报告时间:2023年6月5日(星期一)上午10:00-11:30
报告地点:线上报告(腾讯会议:429-228-652)
报告人:高思阳
工作单位:香港城市大学
举办单位:合肥工业大学管理学院
报告简介:
The ranking and selection (R&S) problem seeks to efficiently select the best simulated system design among a finite number of alternatives. It is a well-established problem in simulation-based optimization. In this research, we consider R&S in the presence of context, where the context corresponds to some side information to the simulation model. We utilize the OCBA approach to formulate the problem, design algorithms and conduct theoretical analysis. The performance of the proposed algorithm is demonstrated via a set of abstract and real-world problems.
报告人简介:
Siyang Gao received the B.S. degree in Mathematics from Peking University in 2009, and the Ph.D. degree in Industrial Engineering from University of Wisconsin-Madison in 2014. Dr.
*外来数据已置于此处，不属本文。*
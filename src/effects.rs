//! Per-pixel post effects over an RGBA8 buffer (`ImageData` layout).
//!
//! Every function takes the buffer row-major, four bytes per pixel, and
//! leaves alpha untouched.

use crate::params::DrawParams;

/// Fraction of pixels turned red by the noise effect.
pub const NOISE_RATE: f64 = 0.05;

/// Run every enabled post effect in drawing order.
///
/// `random` yields uniform values in `0.0..1.0`.
pub fn apply(params: &DrawParams, data: &mut [u8], width: usize, random: &mut dyn FnMut() -> f64) {
    if params.show_pixels {
        noise(data, NOISE_RATE, random);
    }
    if params.show_invert {
        invert(data);
    }
    if params.show_grayscale {
        grayscale(data);
    }
    if params.show_sepia {
        sepia(data);
    }
    if params.show_emboss {
        emboss(data, width);
    }
}

pub fn noise(data: &mut [u8], rate: f64, random: &mut dyn FnMut() -> f64) {
    for px in data.chunks_exact_mut(4) {
        if random() < rate {
            px[0] = 255;
            px[1] = 0;
            px[2] = 0;
        }
    }
}

pub fn invert(data: &mut [u8]) {
    for px in data.chunks_exact_mut(4) {
        px[0] = 255 - px[0];
        px[1] = 255 - px[1];
        px[2] = 255 - px[2];
    }
}

pub fn grayscale(data: &mut [u8]) {
    for px in data.chunks_exact_mut(4) {
        let l = 0.299 * f64::from(px[0]) + 0.587 * f64::from(px[1]) + 0.114 * f64::from(px[2]);
        let l = clamp_u8(l);
        px[0] = l;
        px[1] = l;
        px[2] = l;
    }
}

pub fn sepia(data: &mut [u8]) {
    for px in data.chunks_exact_mut(4) {
        let (r, g, b) = (f64::from(px[0]), f64::from(px[1]), f64::from(px[2]));
        px[0] = clamp_u8(0.393 * r + 0.769 * g + 0.189 * b);
        px[1] = clamp_u8(0.349 * r + 0.686 * g + 0.168 * b);
        px[2] = clamp_u8(0.272 * r + 0.534 * g + 0.131 * b);
    }
}

/// Emboss against the right and lower neighbours.
///
/// Runs in place front to back, so each channel only reads neighbours that
/// have not been rewritten yet. Neighbours past the buffer end read as zero.
pub fn emboss(data: &mut [u8], width: usize) {
    let stride = width * 4;
    for i in 0..data.len() {
        if i % 4 == 3 {
            continue;
        }
        let right = data.get(i + 4).copied().map_or(0, i32::from);
        let below = data.get(i + stride).copied().map_or(0, i32::from);
        let v = 127 + 2 * i32::from(data[i]) - right - below;
        data[i] = v.clamp(0, 255) as u8;
    }
}

fn clamp_u8(v: f64) -> u8 {
    v.round().clamp(0.0, 255.0) as u8
}
//! 2D canvas renderer fed by the analyser node.

use crate::controller::Renderer;
use crate::effects;
use crate::error::{VizError, VizResult};
use crate::params::DrawParams;
use crate::spectrum::{self, progress_fraction};
use log::warn;
use std::f64::consts::TAU;
use wasm_bindgen::{Clamped, JsCast, JsValue};
use web_sys::{
    AnalyserNode, CanvasRenderingContext2d, HtmlAudioElement, HtmlCanvasElement, ImageData,
};

use super::utils;

const BACKGROUND: &str = "black";
const BAR_COLOR: &str = "rgba(255,255,255,0.50)";
const CIRCLE_BAR_COLOR: &str = "rgba(0,200,255,0.70)";
const WAVEFORM_COLOR: &str = "rgba(255,255,255,0.90)";
const PROGRESS_COLOR: &str = "rgba(255,80,120,0.85)";

pub struct CanvasVisualizer {
    canvas: HtmlCanvasElement,
    ctx: CanvasRenderingContext2d,
    analyser: AnalyserNode,
    media: HtmlAudioElement,
    freq: Vec<u8>,
    time: Vec<u8>,
    warned: bool,
}

impl CanvasVisualizer {
    pub fn setup(
        canvas: HtmlCanvasElement,
        analyser: AnalyserNode,
        media: HtmlAudioElement,
    ) -> VizResult<Self> {
        let ctx: CanvasRenderingContext2d = canvas
            .get_context("2d")?
            .ok_or(VizError::Unsupported("2d canvas context"))?
            .dyn_into()
            .map_err(|_| VizError::Unsupported("2d canvas context"))?;

        let freq = vec![0; analyser.frequency_bin_count() as usize];
        let time = vec![0; analyser.fft_size() as usize];
        Ok(Self {
            canvas,
            ctx,
            analyser,
            media,
            freq,
            time,
            warned: false,
        })
    }

    fn size(&self) -> (f64, f64) {
        (f64::from(self.canvas.width()), f64::from(self.canvas.height()))
    }

    fn try_draw(&mut self, params: &DrawParams, waveform_height: f64) -> Result<(), JsValue> {
        self.analyser.get_byte_frequency_data(&mut self.freq);
        self.analyser.get_byte_time_domain_data(&mut self.time);

        let (w, h) = self.size();
        let center = (w / 2.0, h / 2.0);
        let radius = w.min(h) / 4.0;
        let ctx = &self.ctx;

        ctx.save();
        ctx.set_global_alpha(1.0);
        ctx.set_fill_style_str(BACKGROUND);
        ctx.fill_rect(0.0, 0.0, w, h);

        if params.show_gradient {
            let gradient = ctx.create_linear_gradient(0.0, 0.0, 0.0, h);
            gradient.add_color_stop(0.0, "#1a2a6c")?;
            gradient.add_color_stop(0.5, "#b21f1f")?;
            gradient.add_color_stop(1.0, "#fdbb2d")?;
            ctx.set_global_alpha(0.6);
            ctx.set_fill_style_canvas_gradient(&gradient);
            ctx.fill_rect(0.0, 0.0, w, h);
            ctx.set_global_alpha(1.0);
        }

        if params.show_bars {
            ctx.set_fill_style_str(BAR_COLOR);
            for bar in spectrum::bars(&self.freq, w, h, h * 0.6) {
                ctx.fill_rect(bar.x, bar.y, bar.w, bar.h);
            }
        }

        if params.show_bar_circle {
            ctx.set_stroke_style_str(CIRCLE_BAR_COLOR);
            ctx.set_line_width(2.0);
            ctx.begin_path();
            for seg in spectrum::radial_bars(&self.freq, center, radius, radius * 0.8) {
                ctx.move_to(seg.from.0, seg.from.1);
                ctx.line_to(seg.to.0, seg.to.1);
            }
            ctx.stroke();
        }

        if params.show_waveform {
            let points = spectrum::waveform(&self.time, w, waveform_height, h / 4.0);
            stroke_path(ctx, &points, WAVEFORM_COLOR);
        }

        if params.show_circle_waveform {
            let points = spectrum::circle_waveform(&self.time, center, radius * 0.9, radius * 0.3);
            stroke_path(ctx, &points, &utils::random_color());
        }

        if params.show_bounce {
            let level = spectrum::low_band_level(&self.freq, 0.1);
            ctx.set_fill_style_str("rgba(255,220,0,0.8)");
            ctx.begin_path();
            ctx.arc(center.0, h - 20.0 - level * (h - 60.0), 12.0 + level * 12.0, 0.0, TAU)?;
            ctx.fill();
        }

        if params.show_progress {
            let duration = finite(self.media.duration());
            let fraction = progress_fraction(self.media.current_time(), duration);
            ctx.set_fill_style_str(PROGRESS_COLOR);
            ctx.fill_rect(0.0, h - 6.0, w * fraction, 6.0);
        }

        if params.show_date {
            let now: String = js_sys::Date::new_0()
                .to_locale_string("en-US", &JsValue::UNDEFINED)
                .into();
            ctx.set_fill_style_str("white");
            ctx.set_font("16px sans-serif");
            ctx.fill_text(&now, 10.0, 24.0)?;
        }
        ctx.restore();

        if params.needs_pixel_pass() && w >= 1.0 && h >= 1.0 {
            let image = ctx.get_image_data(0.0, 0.0, w, h)?;
            let mut data = image.data().0;
            effects::apply(params, &mut data, image.width() as usize, &mut || utils::random());
            let out = ImageData::new_with_u8_clamped_array_and_sh(
                Clamped(&data[..]),
                image.width(),
                image.height(),
            )?;
            ctx.put_image_data(&out, 0.0, 0.0)?;
        }
        Ok(())
    }
}

impl Renderer for CanvasVisualizer {
    fn draw(&mut self, params: &DrawParams, waveform_height: f64) {
        if let Err(e) = self.try_draw(params, waveform_height) {
            if !self.warned {
                warn!("frame skipped: {e:?}");
                self.warned = true;
            }
        }
    }
}

fn stroke_path(ctx: &CanvasRenderingContext2d, points: &[(f64, f64)], color: &str) {
    let Some((&(x0, y0), rest)) = points.split_first() else {
        return;
    };
    ctx.set_stroke_style_str(color);
    ctx.set_line_width(2.0);
    ctx.begin_path();
    ctx.move_to(x0, y0);
    for &(x, y) in rest {
        ctx.line_to(x, y);
    }
    ctx.stroke();
}

fn finite(v: f64) -> Option<f64> {
    v.is_finite().then_some(v)
}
Gao is an Associate Professor with the Department of Systems Engineering, City University of Hong Kong. His research is devoted to simulation optimization, machine learning and their applications in healthcare management. His work has appeared in top journals such as Operations Research, Production and Operations Management, INFORMS Journal on Computing, etc. Dr. Gao is the recipient of paper awards at several international conferences. He is a member of INFORMS and IEEE.